82.If a benefited property is divided, the current law confers on each part the status of an independent benefited property. The result is an, often unwelcome, multiplication of benefited properties. Subsection (1)changes the rule in respect of divisions of property made by a deed registered on or after the appointed day. If A divides his land and conveys part to B, then only the part retained by A will be the benefited property – unless the conveyance provides otherwise. It will be possible for the break-off deed to provide either that both properties or just the part being sold will be benefited properties. Subsection (1) will apply again if the new, reduced, benefited property comes to be divided at a later date.
83.Sometimes it may be desirable to provide that certain burdens are enforceable by the owner of the retained land and certain others by the owner of the conveyed land.
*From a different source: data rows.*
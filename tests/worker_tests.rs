mod common;

use common::{Behavior, ScriptedHandler};
use std::sync::Arc;
use std::time::Duration;
use tokio::sync::broadcast;

use stagesync_core::constants::{keys, JobType};
use stagesync_core::coordination::{CoordinationStore, InMemoryCoordinationStore, StageBarrier};
use stagesync_core::messaging::{InMemoryQueueBroker, QueueBroker};
use stagesync_core::orchestration::{OrchestrationState, Orchestrator};
use stagesync_core::worker::{HandlerRegistry, OrchestrateFullSyncHandler, SyncWorker};

struct Harness {
    store: Arc<InMemoryCoordinationStore>,
    broker: Arc<InMemoryQueueBroker>,
    registry: Arc<HandlerRegistry>,
    worker: Arc<SyncWorker>,
}

fn harness() -> Harness {
    let config = common::test_config();
    let store = common::store();
    let broker = Arc::new(InMemoryQueueBroker::new("stagesync_jobs", 3));
    let registry = Arc::new(HandlerRegistry::new());
    let worker = Arc::new(SyncWorker::new(
        broker.clone(),
        registry.clone(),
        store.clone(),
        &config,
    ));
    Harness {
        store,
        broker,
        registry,
        worker,
    }
}

async fn drain(harness: &Harness) {
    while harness.worker.poll_once().await.unwrap() > 0 {}
}

#[tokio::test]
async fn test_retried_job_signals_once_after_success() {
    let h = harness();
    let handler = ScriptedHandler::new(JobType::Products, Behavior::FailTimes(2));
    h.registry.register(handler.clone()).unwrap();
    StageBarrier::new(h.store.clone())
        .init(keys::CORE_TASKS_REMAINING, 4)
        .await
        .unwrap();
    h.broker.enqueue(JobType::Products).await.unwrap();

    assert_eq!(h.worker.poll_once().await.unwrap(), 1);
    assert_eq!(
        h.store.get_counter(keys::CORE_TASKS_REMAINING).await.unwrap(),
        Some(4)
    );

    drain(&h).await;

    assert_eq!(handler.attempts(), 3);
    assert_eq!(
        h.store.get_counter(keys::CORE_TASKS_REMAINING).await.unwrap(),
        Some(3)
    );
    let stats = h.worker.stats();
    assert_eq!(stats.retried, 2);
    assert_eq!(stats.succeeded, 1);
    assert_eq!(h.broker.in_flight_count(), 0);
}

#[tokio::test]
async fn test_exhausted_job_signals_once_and_is_archived() {
    let h = harness();
    let handler = ScriptedHandler::new(JobType::Orders, Behavior::AlwaysFail);
    h.registry.register(handler.clone()).unwrap();
    StageBarrier::new(h.store.clone())
        .init(keys::ORDER_TASKS_REMAINING, 2)
        .await
        .unwrap();
    h.broker.enqueue(JobType::Orders).await.unwrap();

    drain(&h).await;

    assert_eq!(handler.attempts(), 4);
    assert_eq!(
        h.store.get_counter(keys::ORDER_TASKS_REMAINING).await.unwrap(),
        Some(1)
    );
    assert_eq!(h.broker.archived().len(), 1);
    assert_eq!(h.worker.stats().failed_permanently, 1);
}

#[tokio::test]
async fn test_panicking_handler_still_signals_on_final_attempt() {
    let h = harness();
    let handler = ScriptedHandler::new(JobType::Customers, Behavior::Panic);
    h.registry.register(handler.clone()).unwrap();
    StageBarrier::new(h.store.clone())
        .init(keys::CORE_TASKS_REMAINING, 1)
        .await
        .unwrap();
    h.broker.enqueue(JobType::Customers).await.unwrap();

    drain(&h).await;

    assert_eq!(handler.attempts(), 4);
    assert_eq!(
        h.store.get_counter(keys::CORE_TASKS_REMAINING).await.unwrap(),
        Some(0)
    );
}

#[tokio::test]
async fn test_unhandled_stage_job_signals_immediately() {
    let h = harness();
    StageBarrier::new(h.store.clone())
        .init(keys::CORE_TASKS_REMAINING, 4)
        .await
        .unwrap();
    h.broker.enqueue(JobType::Pricelists).await.unwrap();

    assert_eq!(h.worker.poll_once().await.unwrap(), 1);

    assert_eq!(
        h.store.get_counter(keys::CORE_TASKS_REMAINING).await.unwrap(),
        Some(3)
    );
    assert_eq!(h.broker.archived().len(), 1);
}

#[tokio::test(start_paused = true)]
async fn test_worker_fleet_completes_full_pipeline() {
    let config = common::test_config();
    let h = harness();
    let handlers: Vec<_> = config
        .all_stage_jobs()
        .into_iter()
        .map(|job_type| ScriptedHandler::new(job_type, Behavior::FailTimes(1)))
        .collect();
    for handler in &handlers {
        h.registry.register(handler.clone()).unwrap();
    }

    let orchestrator = Arc::new(Orchestrator::new(
        h.store.clone(),
        h.broker.clone(),
        &config,
    ));
    h.registry
        .register(Arc::new(OrchestrateFullSyncHandler::new(orchestrator.clone())))
        .unwrap();

    let (shutdown_tx, _) = broadcast::channel(1);
    let worker = h.worker.clone().spawn(shutdown_tx.subscribe());

    let outcome = orchestrator.run_full_sync().await.unwrap();
    assert_eq!(outcome.final_state, OrchestrationState::Completed);

    shutdown_tx.send(()).unwrap();
    let stats = worker.await.unwrap();

    assert!(handlers.iter().all(|handler| handler.attempts() == 2));
    assert_eq!(stats.succeeded, 6);
    assert_eq!(stats.retried, 6);
    assert_eq!(
        h.store.get_value(keys::SYNC_RUNNING).await.unwrap(),
        None
    );
}

#[tokio::test(start_paused = true)]
async fn test_scheduled_trigger_runs_through_worker() {
    let config = common::test_config();
    let h = harness();
    for job_type in config.all_stage_jobs() {
        h.registry
            .register(ScriptedHandler::new(job_type, Behavior::Succeed))
            .unwrap();
    }
    let orchestrator = Arc::new(Orchestrator::new(
        h.store.clone(),
        h.broker.clone(),
        &config,
    ));
    h.registry
        .register(Arc::new(OrchestrateFullSyncHandler::new(orchestrator)))
        .unwrap();

    h.broker.enqueue(JobType::OrchestrateFull).await.unwrap();

    let (shutdown_tx, _) = broadcast::channel(1);
    let worker = h.worker.clone().spawn(shutdown_tx.subscribe());

    tokio::time::sleep(Duration::from_secs(30)).await;
    shutdown_tx.send(()).unwrap();
    let stats = worker.await.unwrap();

    assert_eq!(stats.succeeded, 7);
    assert_eq!(h.broker.submitted().len(), 7);
    assert_eq!(h.store.live_key_count(), 0);
}
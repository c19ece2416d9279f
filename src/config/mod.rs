//! # StageSync Configuration System
//!
//! YAML-based configuration with environment-specific overrides. Every tuning
//! value the orchestrator uses (lock TTL, stage timeouts, poll interval, stage
//! membership) lives here so it can change without a code change.
//!
//! ## Usage
//!
//! ```rust,no_run
//! use stagesync_core::config::ConfigManager;
//!
//! # fn main() -> Result<(), Box<dyn std::error::Error>> {
//! let manager = ConfigManager::load()?;
//! let lock_ttl = manager.config().coordination.lock_ttl();
//! let poll = manager.config().orchestration.poll_interval();
//! # Ok(())
//! # }
//! ```

pub mod error;
pub mod loader;

use serde::{Deserialize, Serialize};
use std::time::Duration;

use crate::constants::{defaults, keys, stage_groups, JobType};

pub use error::{ConfigResult, ConfigurationError};
pub use loader::ConfigManager;

/// Root configuration structure mirroring stagesync-config.yaml
#[derive(Debug, Clone, Default, Deserialize, Serialize)]
#[serde(default)]
pub struct StageSyncConfig {
    /// Database connection settings shared by the coordination store and pgmq
    pub database: DatabaseConfig,

    /// Run lock settings
    pub coordination: CoordinationConfig,

    /// Stage membership, barrier keys and timeouts
    pub stages: StagesConfig,

    /// Orchestrator and scheduler behaviour
    pub orchestration: OrchestrationConfig,

    /// Job queue and worker settings
    pub queue: QueueConfig,
}

#[derive(Debug, Clone, Deserialize, Serialize)]
#[serde(default)]
pub struct DatabaseConfig {
    /// Full connection URL; `${VAR}` is expanded from the environment
    pub url: Option<String>,
    pub host: String,
    pub port: u16,
    pub username: String,
    pub password: String,
    pub database: String,
    pub max_connections: u32,
    pub acquire_timeout_seconds: u64,
}

impl Default for DatabaseConfig {
    fn default() -> Self {
        Self {
            url: None,
            host: "localhost".to_string(),
            port: 5432,
            username: "postgres".to_string(),
            password: "postgres".to_string(),
            database: "stagesync_development".to_string(),
            max_connections: 10,
            acquire_timeout_seconds: 10,
        }
    }
}

impl DatabaseConfig {
    /// Connection URL, preferring an explicit `url`
    pub fn database_url(&self) -> String {
        match &self.url {
            Some(url) if !url.is_empty() => url.clone(),
            _ => format!(
                "postgresql://{}:{}@{}:{}/{}",
                self.username, self.password, self.host, self.port, self.database
            ),
        }
    }

    pub fn acquire_timeout(&self) -> Duration {
        Duration::from_secs(self.acquire_timeout_seconds)
    }
}

#[derive(Debug, Clone, Deserialize, Serialize)]
#[serde(default)]
pub struct CoordinationConfig {
    pub lock_key: String,
    pub lock_ttl_seconds: u64,
}

impl Default for CoordinationConfig {
    fn default() -> Self {
        Self {
            lock_key: keys::SYNC_RUNNING.to_string(),
            lock_ttl_seconds: defaults::LOCK_TTL_SECONDS,
        }
    }
}

impl CoordinationConfig {
    pub fn lock_ttl(&self) -> Duration {
        Duration::from_secs(self.lock_ttl_seconds)
    }
}

#[derive(Debug, Clone, Deserialize, Serialize)]
#[serde(default)]
pub struct StageConfig {
    pub barrier_key: String,
    pub timeout_seconds: u64,
    pub jobs: Vec<JobType>,
}

impl StageConfig {
    pub fn timeout(&self) -> Duration {
        Duration::from_secs(self.timeout_seconds)
    }

    fn core() -> Self {
        Self {
            barrier_key: keys::CORE_TASKS_REMAINING.to_string(),
            timeout_seconds: defaults::CORE_STAGE_TIMEOUT_SECONDS,
            jobs: stage_groups::CORE_JOBS.to_vec(),
        }
    }

    fn order() -> Self {
        Self {
            barrier_key: keys::ORDER_TASKS_REMAINING.to_string(),
            timeout_seconds: defaults::ORDER_STAGE_TIMEOUT_SECONDS,
            jobs: stage_groups::ORDER_JOBS.to_vec(),
        }
    }
}

impl Default for StageConfig {
    fn default() -> Self {
        Self::core()
    }
}

#[derive(Debug, Clone, Deserialize, Serialize)]
#[serde(default)]
pub struct StagesConfig {
    pub core: StageConfig,
    pub order: StageConfig,
}

impl Default for StagesConfig {
    fn default() -> Self {
        Self {
            core: StageConfig::core(),
            order: StageConfig::order(),
        }
    }
}

#[derive(Debug, Clone, Deserialize, Serialize)]
#[serde(default)]
pub struct OrchestrationConfig {
    pub poll_interval_ms: u64,
    /// Hold the lock until every order-stage job signals. When false the lock is
    /// released right after the order stage is enqueued.
    pub wait_for_stage2: bool,
    pub schedule_interval_seconds: u64,
    pub enqueue_on_startup: bool,
}

impl Default for OrchestrationConfig {
    fn default() -> Self {
        Self {
            poll_interval_ms: defaults::POLL_INTERVAL_MS,
            wait_for_stage2: true,
            schedule_interval_seconds: defaults::SCHEDULE_INTERVAL_SECONDS,
            enqueue_on_startup: true,
        }
    }
}

impl OrchestrationConfig {
    pub fn poll_interval(&self) -> Duration {
        Duration::from_millis(self.poll_interval_ms)
    }

    pub fn schedule_interval(&self) -> Duration {
        Duration::from_secs(self.schedule_interval_seconds)
    }
}

#[derive(Debug, Clone, Deserialize, Serialize)]
#[serde(default)]
pub struct QueueConfig {
    pub queue_name: String,
    pub max_retries: u32,
    pub visibility_timeout_seconds: u32,
    /// Delay before a failed, non-final attempt becomes visible again
    pub retry_backoff_seconds: u32,
    pub batch_size: u32,
    pub polling_interval_ms: u64,
    pub concurrency: usize,
}

impl Default for QueueConfig {
    fn default() -> Self {
        Self {
            queue_name: defaults::QUEUE_NAME.to_string(),
            max_retries: defaults::MAX_RETRIES,
            visibility_timeout_seconds: defaults::VISIBILITY_TIMEOUT_SECONDS,
            retry_backoff_seconds: defaults::RETRY_BACKOFF_SECONDS,
            batch_size: defaults::BATCH_SIZE,
            polling_interval_ms: defaults::WORKER_POLLING_INTERVAL_MS,
            concurrency: defaults::WORKER_CONCURRENCY,
        }
    }
}

impl QueueConfig {
    pub fn polling_interval(&self) -> Duration {
        Duration::from_millis(self.polling_interval_ms)
    }

    pub fn visibility_timeout(&self) -> Duration {
        Duration::from_secs(u64::from(self.visibility_timeout_seconds))
    }

    pub fn retry_backoff(&self) -> Duration {
        Duration::from_secs(u64::from(self.retry_backoff_seconds))
    }
}

impl StageSyncConfig {
    /// Validate configuration values.
    ///
    /// The lock TTL and the queue visibility timeout must both outlast the
    /// waited stage timeouts, and every retry of a stage job must fit inside
    /// the shortest stage window.
    pub fn validate(&self) -> ConfigResult<()> {
        if self.coordination.lock_key.is_empty() {
            return Err(ConfigurationError::missing_required_field(
                "lock_key",
                "coordination",
            ));
        }
        if self.coordination.lock_ttl_seconds == 0 {
            return Err(ConfigurationError::invalid_value(
                "coordination.lock_ttl_seconds",
                "0",
                "lock TTL must be positive",
            ));
        }
        if self.orchestration.poll_interval_ms == 0 {
            return Err(ConfigurationError::invalid_value(
                "orchestration.poll_interval_ms",
                "0",
                "poll interval must be positive",
            ));
        }
        if self.orchestration.schedule_interval_seconds == 0 {
            return Err(ConfigurationError::invalid_value(
                "orchestration.schedule_interval_seconds",
                "0",
                "schedule interval must be positive",
            ));
        }

        for (name, stage) in [("core", &self.stages.core), ("order", &self.stages.order)] {
            if stage.barrier_key.is_empty() {
                return Err(ConfigurationError::missing_required_field(
                    "barrier_key",
                    format!("stages.{name}"),
                ));
            }
            if stage.jobs.is_empty() {
                return Err(ConfigurationError::invalid_value(
                    format!("stages.{name}.jobs"),
                    "[]",
                    "a stage needs at least one job",
                ));
            }
            if let Some(job) = stage.jobs.iter().find(|job| !job.is_stage_job()) {
                return Err(ConfigurationError::invalid_value(
                    format!("stages.{name}.jobs"),
                    job.as_str(),
                    "the orchestration job cannot be part of a stage",
                ));
            }
            if stage.timeout() <= self.orchestration.poll_interval() {
                return Err(ConfigurationError::invalid_value(
                    format!("stages.{name}.timeout_seconds"),
                    stage.timeout_seconds.to_string(),
                    "stage timeout must exceed the poll interval",
                ));
            }
        }

        if self.stages.core.barrier_key == self.stages.order.barrier_key {
            return Err(ConfigurationError::invalid_value(
                "stages.order.barrier_key",
                self.stages.order.barrier_key.clone(),
                "stages must use distinct barrier keys",
            ));
        }
        if self.queue.concurrency == 0 || self.queue.batch_size == 0 {
            return Err(ConfigurationError::invalid_value(
                "queue.concurrency",
                self.queue.concurrency.to_string(),
                "worker concurrency and batch size must be positive",
            ));
        }

        let waited = self.waited_stage_timeout();
        if self.coordination.lock_ttl() <= waited {
            return Err(ConfigurationError::invalid_value(
                "coordination.lock_ttl_seconds",
                self.coordination.lock_ttl_seconds.to_string(),
                format!(
                    "lock TTL must exceed the waited stage timeouts ({}s)",
                    waited.as_secs()
                ),
            ));
        }
        if self.queue.visibility_timeout() <= waited {
            return Err(ConfigurationError::invalid_value(
                "queue.visibility_timeout_seconds",
                self.queue.visibility_timeout_seconds.to_string(),
                format!(
                    "visibility timeout must exceed the waited stage timeouts ({}s)",
                    waited.as_secs()
                ),
            ));
        }

        let shortest_stage = self.stages.core.timeout().min(self.stages.order.timeout());
        let retry_window = self.queue.retry_backoff() * self.queue.max_retries;
        if retry_window >= shortest_stage {
            return Err(ConfigurationError::invalid_value(
                "queue.retry_backoff_seconds",
                self.queue.retry_backoff_seconds.to_string(),
                format!(
                    "{} retries must fit inside the shortest stage timeout ({}s)",
                    self.queue.max_retries,
                    shortest_stage.as_secs()
                ),
            ));
        }

        Ok(())
    }

    /// Sum of the stage timeouts the orchestrator waits on while holding the lock
    pub fn waited_stage_timeout(&self) -> Duration {
        let mut total = self.stages.core.timeout();
        if self.orchestration.wait_for_stage2 {
            total += self.stages.order.timeout();
        }
        total
    }

    /// The job type list for a complete run, in stage order
    pub fn all_stage_jobs(&self) -> Vec<JobType> {
        self.stages
            .core
            .jobs
            .iter()
            .chain(self.stages.order.jobs.iter())
            .copied()
            .collect()
    }
}
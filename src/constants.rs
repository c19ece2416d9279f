//! # System Constants
//!
//! Job-type tags, coordination keys, and default tuning values that define the
//! operational boundaries of the staged sync pipeline.

use serde::{Deserialize, Serialize};
use std::fmt;

/// Job types recognized by the queue broker
#[derive(Debug, Clone, Copy, PartialEq, Eq, Hash, PartialOrd, Ord, Serialize, Deserialize)]
pub enum JobType {
    #[serde(rename = "sync:products")]
    Products,
    #[serde(rename = "sync:customers")]
    Customers,
    #[serde(rename = "sync:pricelists")]
    Pricelists,
    #[serde(rename = "sync:customer_statements")]
    CustomerStatements,
    #[serde(rename = "sync:orders")]
    Orders,
    #[serde(rename = "sync:invoices_and_lines")]
    InvoicesAndLines,
    #[serde(rename = "sync:orchestrate_full")]
    OrchestrateFull,
}

impl JobType {
    pub const ALL: &'static [JobType] = &[
        JobType::Products,
        JobType::Customers,
        JobType::Pricelists,
        JobType::CustomerStatements,
        JobType::Orders,
        JobType::InvoicesAndLines,
        JobType::OrchestrateFull,
    ];

    pub fn as_str(&self) -> &'static str {
        match self {
            JobType::Products => "sync:products",
            JobType::Customers => "sync:customers",
            JobType::Pricelists => "sync:pricelists",
            JobType::CustomerStatements => "sync:customer_statements",
            JobType::Orders => "sync:orders",
            JobType::InvoicesAndLines => "sync:invoices_and_lines",
            JobType::OrchestrateFull => "sync:orchestrate_full",
        }
    }

    /// Whether this job is a stage job that must signal a barrier
    pub fn is_stage_job(&self) -> bool {
        !matches!(self, JobType::OrchestrateFull)
    }
}

impl fmt::Display for JobType {
    fn fmt(&self, f: &mut fmt::Formatter<'_>) -> fmt::Result {
        f.write_str(self.as_str())
    }
}

impl std::str::FromStr for JobType {
    type Err = String;

    fn from_str(s: &str) -> Result<Self, Self::Err> {
        JobType::ALL
            .iter()
            .find(|job_type| job_type.as_str() == s)
            .copied()
            .ok_or_else(|| format!("Invalid job type: {s}"))
    }
}

/// Coordination store keys
pub mod keys {
    /// Run lock held for the duration of one orchestration run
    pub const SYNC_RUNNING: &str = "sync_running";

    /// Stage 1 countdown barrier
    pub const CORE_TASKS_REMAINING: &str = "core_tasks_remaining";

    /// Stage 2 countdown barrier
    pub const ORDER_TASKS_REMAINING: &str = "order_tasks_remaining";
}

/// Default tuning values, overridable through configuration
pub mod defaults {
    /// Covers both waited stages (15 + 20 minutes) with headroom
    pub const LOCK_TTL_SECONDS: u64 = 40 * 60;
    pub const CORE_STAGE_TIMEOUT_SECONDS: u64 = 15 * 60;
    pub const ORDER_STAGE_TIMEOUT_SECONDS: u64 = 20 * 60;
    pub const POLL_INTERVAL_MS: u64 = 2_000;
    pub const SCHEDULE_INTERVAL_SECONDS: u64 = 60;
    pub const MAX_RETRIES: u32 = 3;
    pub const QUEUE_NAME: &str = "stagesync_jobs";
    /// Outlasts a full orchestration job so its message is not redelivered mid-run
    pub const VISIBILITY_TIMEOUT_SECONDS: u32 = 40 * 60;
    pub const RETRY_BACKOFF_SECONDS: u32 = 30;
    pub const BATCH_SIZE: u32 = 10;
    pub const WORKER_POLLING_INTERVAL_MS: u64 = 500;
    pub const WORKER_CONCURRENCY: usize = 10;
}

/// Job groupings per stage
pub mod stage_groups {
    use super::JobType;

    pub const CORE_JOBS: &[JobType] = &[
        JobType::Products,
        JobType::Customers,
        JobType::Pricelists,
        JobType::CustomerStatements,
    ];

    pub const ORDER_JOBS: &[JobType] = &[JobType::Orders, JobType::InvoicesAndLines];
}
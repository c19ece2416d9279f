//! Recurring trigger for full sync runs.
//!
//! The scheduler only submits `sync:orchestrate_full` jobs. Overlapping runs are
//! excluded by the run lock inside the orchestrator, so the startup submission and
//! the interval submissions need no coordination of their own.

use std::sync::Arc;
use std::time::Duration;
use tokio::sync::broadcast;
use tokio::task::JoinHandle;
use tokio::time::{interval_at, Instant, MissedTickBehavior};
use tracing::{debug, error, info};

use crate::config::OrchestrationConfig;
use crate::constants::JobType;
use crate::error::Result;
use crate::messaging::{JobHandle, QueueBroker};

#[derive(Debug, Clone)]
pub struct OrchestrationScheduler {
    broker: Arc<dyn QueueBroker>,
    interval: Duration,
    enqueue_on_startup: bool,
}

impl OrchestrationScheduler {
    pub fn new(broker: Arc<dyn QueueBroker>, config: &OrchestrationConfig) -> Self {
        Self {
            broker,
            interval: config.schedule_interval(),
            enqueue_on_startup: config.enqueue_on_startup,
        }
    }

    pub fn interval(&self) -> Duration {
        self.interval
    }

    /// Submit one orchestrate job now
    pub async fn trigger(&self) -> Result<JobHandle> {
        let handle = self.broker.enqueue(JobType::OrchestrateFull).await?;
        debug!(message_id = handle.message_id, "⏰ Full sync triggered");
        Ok(handle)
    }

    /// Run until `shutdown` fires, returning how many triggers were submitted
    pub async fn run(&self, mut shutdown: broadcast::Receiver<()>) -> u64 {
        info!(
            interval_seconds = self.interval.as_secs(),
            enqueue_on_startup = self.enqueue_on_startup,
            "🚀 Starting orchestration scheduler"
        );

        let mut submitted = 0;
        if self.enqueue_on_startup {
            submitted += self.trigger_logged().await;
        }

        let mut ticker = interval_at(Instant::now() + self.interval, self.interval);
        ticker.set_missed_tick_behavior(MissedTickBehavior::Skip);

        loop {
            tokio::select! {
                _ = ticker.tick() => {
                    submitted += self.trigger_logged().await;
                }
                _ = shutdown.recv() => {
                    debug!("Shutdown signal received by scheduler");
                    break;
                }
            }
        }

        info!(submitted, "🛑 Orchestration scheduler stopped");
        submitted
    }

    pub fn spawn(self, shutdown: broadcast::Receiver<()>) -> JoinHandle<u64> {
        tokio::spawn(async move { self.run(shutdown).await })
    }

    async fn trigger_logged(&self) -> u64 {
        match self.trigger().await {
            Ok(_) => 1,
            Err(e) => {
                error!(error = %e, "❌ Failed to submit scheduled full sync");
                0
            }
        }
    }
}
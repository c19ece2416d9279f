//! # Worker
//!
//! Consumer side of the job queue: handler registry, the completion-signal
//! wrapper that ties stage jobs to their barriers, and the polling worker.

pub mod completion;
pub mod handler;
pub mod orchestrate_handler;
pub mod registry;
pub mod sync_worker;

pub use completion::{run_with_completion_signal, CompletionReport, JobDisposition};
pub use handler::{JobContext, JobError, SyncJobHandler};
pub use orchestrate_handler::OrchestrateFullSyncHandler;
pub use registry::HandlerRegistry;
pub use sync_worker::{SyncWorker, WorkerStats};
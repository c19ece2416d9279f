//! # Messaging Module
//!
//! Queue broker adapters for sync jobs. The orchestrator submits through
//! [`QueueBroker`]; workers consume through [`JobSource`].

pub mod broker;
pub mod in_memory;
pub mod message;
pub mod pgmq_broker;

pub use broker::{JobSource, QueueBroker};
pub use in_memory::InMemoryQueueBroker;
pub use message::{Delivery, JobHandle, SyncJobMessage};
pub use pgmq_broker::PgmqQueueBroker;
Subsection (2) makes clear that this is permissible.
84.Paragraphs (a) and (b) of subsection (3)explain the method by which contrary provision is made. Paragraph (c) restricts choice in the case of pre-emptions and other options. In such a case there is only to be one benefited property. If the default rule (that the retained land is to be the benefited property) is disapplied, the only alternative provision which may be made is that the conveyed property is to be the benefited property.
85.Subsection (4)disapplies these rules in certain cases where they would be inappropriate. Sections 52 to 54 and 56 and 57 provide special rules for the identification of benefited properties in relation to common scheme burdens created before the appointed day. Paragraph (a) ensures that the rules operate regardless of division. Community burdens are designed for the benefit of the entire community, regardless of the number of units that it may be divided into. In a community each property is both a burdened and a benefited property. Paragraph (b) follows the principle that it is undesirable that any unit in the community should be deprived of enforcement rights. If the burdens are set out in a deed of conditions, each sale will amount to a division of benefited property and so, under the above rules, the part conveyed would cease to be a benefited property. Paragraph (c) disapplies these rules so that in each sale there is no requirement to make the special provision referred to in subsection (1). Paragraph (c) refers to a “common deed of conditions”. This is not a “deed of conditions” as defined by section 122(1) and could be a constitutive deed registered after the appointed day which sets out the terms of burdens to be imposed on a number of properties.